Previously, the above formulas were used to simplify calculations. They calculated using logarithmic tables, and later - a slide rule, since logarithms are best suited for multiplying numbers. That is why each original expression was reduced to a form that would be convenient for logarithmization, that is, to products For example:

2 sin α sin b = cos (α - b) - cos (α + b);

2 cos α cos b = cos (α - b) + cos (α + b);

2 sin α cos b = sin (α - b) + sin (α + b).

where is the angle for which, in particular,

Formulas for the tangent and cotangent functions are easily obtained from the above.

Degree reduction formulas.

sin 2 α = (1 - cos 2α)/2;	cos 2 α = (1 + cos 2α)/2;
sin 3α = (3 sinα - sin 3α )/4;	cos 3 a = (3 cosα + cos 3α )/4.

Using these formulas, trigonometric equations are easily reduced to equations with lower powers. Reduction formulas for higher degrees are derived in the same way sin And cos.

Expressing trigonometric functions through one of them of the same argument.

The sign in front of the root depends on the quarter angle location α .

To solve some problems, a table of trigonometric identities will be useful, which will make it much easier to transform functions:

The simplest trigonometric identities

The quotient of dividing the sine of an angle alpha by the cosine of the same angle is equal to the tangent of this angle (Formula 1). See also the proof of the correctness of the transformation of the simplest trigonometric identities.
The quotient of dividing the cosine of an angle alpha by the sine of the same angle is equal to the cotangent of the same angle (Formula 2)
The secant of an angle is equal to one divided by the cosine of the same angle (Formula 3)
The sum of the squares of the sine and cosine of the same angle is equal to one (Formula 4). see also the proof of the sum of the squares of cosine and sine.
The sum of one and the tangent of an angle is equal to the ratio of one to the square of the cosine of this angle (Formula 5)
One plus the cotangent of an angle is equal to the quotient of one divided by the sine square of this angle (Formula 6)
The product of tangent and cotangent of the same angle is equal to one (Formula 7).

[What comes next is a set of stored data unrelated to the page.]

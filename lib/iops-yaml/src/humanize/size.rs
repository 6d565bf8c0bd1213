/*
 * SPDX-License-Identifier: Apache-2.0
 * Copyright 2025 ByteDance and/or its affiliates.
 */

use anyhow::anyhow;
use humanize_rs::bytes::Bytes;
use yaml_rust::Yaml;

/// Parse a size like `4096`, `"64K"` or `"2MiB"`.
pub fn as_usize(v: &Yaml) -> anyhow::Result<usize> {
    match v {
        Yaml::String(value) => {
            let v = value.parse::<Bytes>()?;
            Ok(v.size())
        }
        Yaml::Integer(value) => Ok(usize::try_from(*value)?),
        _ => Err(anyhow!(
            "yaml value type for humanize usize should be 'string' or 'integer'"
        )),
    }
}

#[cfg(test)]
mod tests {
    use super::*;

    #[test]
    fn sizes() {
        let v = Yaml::String("64K".to_string());
        assert_eq!(as_usize(&v).unwrap(), 64_000);

        let v = Yaml::String("2MiB".to_string());
        assert_eq!(as_usize(&v).unwrap(), 2 * 1024 * 1024);

        let v = Yaml::Integer(4096);
        assert_eq!(as_usize(&v).unwrap(), 4096);

        let v = Yaml::Integer(-1);
        assert!(as_usize(&v).is_err());

        let v = Yaml::Boolean(true);
        assert!(as_usize(&v).is_err());
    }
}
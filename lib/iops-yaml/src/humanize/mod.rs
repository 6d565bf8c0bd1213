/*
 * SPDX-License-Identifier: Apache-2.0
 * Copyright 2025 ByteDance and/or its affiliates.
 */

mod size;
pub use size::as_usize;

Converting negative angles of trigonometric functions (even and odd)

In order to get rid of the negative value of the degree measure of an angle when calculating the sine, cosine or tangent, you can use the following trigonometric transformations (identities) based on the principles of even or odd trigonometric functions.

As seen, cosine and the secant is even function, sine, tangent and cotangent are odd functions.

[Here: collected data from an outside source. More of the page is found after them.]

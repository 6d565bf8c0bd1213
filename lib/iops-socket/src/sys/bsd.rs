/*
 * SPDX-License-Identifier: Apache-2.0
 * Copyright 2025 ByteDance and/or its affiliates.
 */

use std::io;
use std::os::fd::{AsRawFd, RawFd};

use libc::c_int;
use socket2::{Domain, Socket, Type};

use iops_types::platform::PlatformFamily;

use super::SocketSys;
use super::unix::set_int_opt;

pub struct BsdSys;

impl SocketSys for BsdSys {
    const FAMILY: PlatformFamily = PlatformFamily::Bsd;
    const RAW_HANDLE_TYPE: &'static str = "c_int";
    const DUAL_STACK_IPV4_PKTINFO: bool = false;

    type RawHandle = RawFd;

    #[inline]
    fn raw_handle(socket: &Socket) -> RawFd {
        socket.as_raw_fd()
    }

    #[cfg(target_os = "macos")]
    fn new_nonblocking(domain: Domain, ty: Type) -> io::Result<Socket> {
        // no SOCK_NONBLOCK on macos
        let socket = Socket::new(domain, ty, None)?;
        socket.set_nonblocking(true)?;
        Ok(socket)
    }

    #[cfg(not(target_os = "macos"))]
    fn new_nonblocking(domain: Domain, ty: Type) -> io::Result<Socket> {
        Socket::new(domain, ty.nonblocking(), None)
    }

    #[cfg(target_os = "freebsd")]
    fn set_addr_reuse(socket: &Socket) -> io::Result<()> {
        socket.set_reuse_address(true)?;
        socket.set_reuse_port_lb(true)
    }

    #[cfg(not(target_os = "freebsd"))]
    fn set_addr_reuse(socket: &Socket) -> io::Result<()> {
        socket.set_reuse_address(true)?;
        // not load balanced, the last bound socket takes over
        socket.set_reuse_port(true)
    }

    #[cfg(target_os = "macos")]
    fn set_recv_ip_pktinfo(socket: &Socket, enable: bool) -> io::Result<()> {
        set_int_opt(socket, libc::IPPROTO_IP, libc::IP_PKTINFO, enable as c_int)
    }

    #[cfg(any(target_os = "freebsd", target_os = "openbsd"))]
    fn set_recv_ip_pktinfo(socket: &Socket, enable: bool) -> io::Result<()> {
        set_int_opt(
            socket,
            libc::IPPROTO_IP,
            libc::IP_RECVDSTADDR,
            enable as c_int,
        )?;
        set_int_opt(socket, libc::IPPROTO_IP, libc::IP_RECVIF, enable as c_int)
    }

    #[cfg(target_os = "netbsd")]
    fn set_recv_ip_pktinfo(socket: &Socket, enable: bool) -> io::Result<()> {
        set_int_opt(
            socket,
            libc::IPPROTO_IP,
            libc::IP_RECVPKTINFO,
            enable as c_int,
        )
    }

    fn set_recv_ipv6_pktinfo(socket: &Socket, enable: bool) -> io::Result<()> {
        super::unix::set_recv_ipv6_pktinfo(socket, enable)
    }
}

#[cfg(test)]
mod tests {
    use super::*;

    #[test]
    fn nonblocking_flag() {
        let socket = BsdSys::new_nonblocking(Domain::IPV4, Type::DGRAM).unwrap();
        let flags = unsafe { libc::fcntl(BsdSys::raw_handle(&socket), libc::F_GETFL) };
        assert_ne!(flags & libc::O_NONBLOCK, 0);
    }
}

The sine of a negative angle is equal to the negative value of the sine of the same positive angle (minus sine alpha).
The cosine minus alpha will give the same value as the cosine of the alpha angle.
Tangent minus alpha is equal to minus tangent alpha.

Formulas for reducing double angles (sine, cosine, tangent and cotangent of double angles)

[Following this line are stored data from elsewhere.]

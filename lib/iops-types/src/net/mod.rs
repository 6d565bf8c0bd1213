/*
 * SPDX-License-Identifier: Apache-2.0
 * Copyright 2025 ByteDance and/or its affiliates.
 */

mod buf;
mod config;
mod sockopt;

pub use buf::SocketBufferConfig;
pub use config::SocketConfig;
pub use sockopt::SocketMiscOpts;
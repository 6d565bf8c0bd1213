/*
 * SPDX-License-Identifier: Apache-2.0
 * Copyright 2025 ByteDance and/or its affiliates.
 */

use anyhow::anyhow;

use super::{SocketBufferConfig, SocketMiscOpts};
use crate::platform::{PlatformFamily, TargetPlatform};

/// Options to apply to a socket created through the platform layer.
#[derive(Clone, Debug, Default, Eq, PartialEq)]
pub struct SocketConfig {
    buf_conf: SocketBufferConfig,
    misc_opts: SocketMiscOpts,
    reuse_address: bool,
    ipv6only: Option<bool>,
    recv_pktinfo: bool,
    platform: Option<PlatformFamily>,
}

impl SocketConfig {
    /// Validate against the target this crate is compiled for.
    pub fn check(&self) -> anyhow::Result<()> {
        if let Some(expected) = self.platform {
            let host = TargetPlatform::host();
            let family = host.family()?;
            if family != expected {
                return Err(anyhow!(
                    "config is written for platform {expected}, but running on {family} ({host})"
                ));
            }
        }

        #[cfg(target_os = "openbsd")]
        if self.ipv6only == Some(false) {
            return Err(anyhow!("dual stack sockets are not supported on openbsd"));
        }

        Ok(())
    }

    #[inline]
    pub fn socket_buffer(&self) -> SocketBufferConfig {
        self.buf_conf
    }

    #[inline]
    pub fn set_socket_buffer(&mut self, buf_conf: SocketBufferConfig) {
        self.buf_conf = buf_conf;
    }

    #[inline]
    pub fn socket_misc_opts(&self) -> SocketMiscOpts {
        self.misc_opts
    }

    #[inline]
    pub fn set_socket_misc_opts(&mut self, misc_opts: SocketMiscOpts) {
        self.misc_opts = misc_opts;
    }

    #[inline]
    pub fn reuse_address(&self) -> bool {
        self.reuse_address
    }

    #[inline]
    pub fn set_reuse_address(&mut self, enable: bool) {
        self.reuse_address = enable;
    }

    #[inline]
    pub fn is_ipv6only(&self) -> Option<bool> {
        self.ipv6only
    }

    #[inline]
    pub fn set_ipv6_only(&mut self, ipv6only: bool) {
        self.ipv6only = Some(ipv6only);
    }

    #[inline]
    pub fn recv_pktinfo(&self) -> bool {
        self.recv_pktinfo
    }

    #[inline]
    pub fn set_recv_pktinfo(&mut self, enable: bool) {
        self.recv_pktinfo = enable;
    }

    #[inline]
    pub fn platform(&self) -> Option<PlatformFamily> {
        self.platform
    }

    #[inline]
    pub fn set_platform(&mut self, family: PlatformFamily) {
        self.platform = Some(family);
    }
}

If you need to divide an angle in half, or vice versa, move from a double angle to a single angle, you can use the following trigonometric identities:

Double Angle Conversion (sine of a double angle, cosine of a double angle and tangent of a double angle) in single occurs according to the following rules:

Sine of double angle equal to twice the product of the sine and the cosine of a single angle

Cosine of double angle equal to the difference between the square of the cosine of a single angle and the square of the sine of this angle

Cosine of double angle equal to twice the square of the cosine of a single angle minus one

Cosine of double angle equal to one minus double sine squared single angle

Tangent of double angle is equal to a fraction whose numerator is twice the tangent of a single angle, and the denominator is equal to one minus the tangent squared of a single angle.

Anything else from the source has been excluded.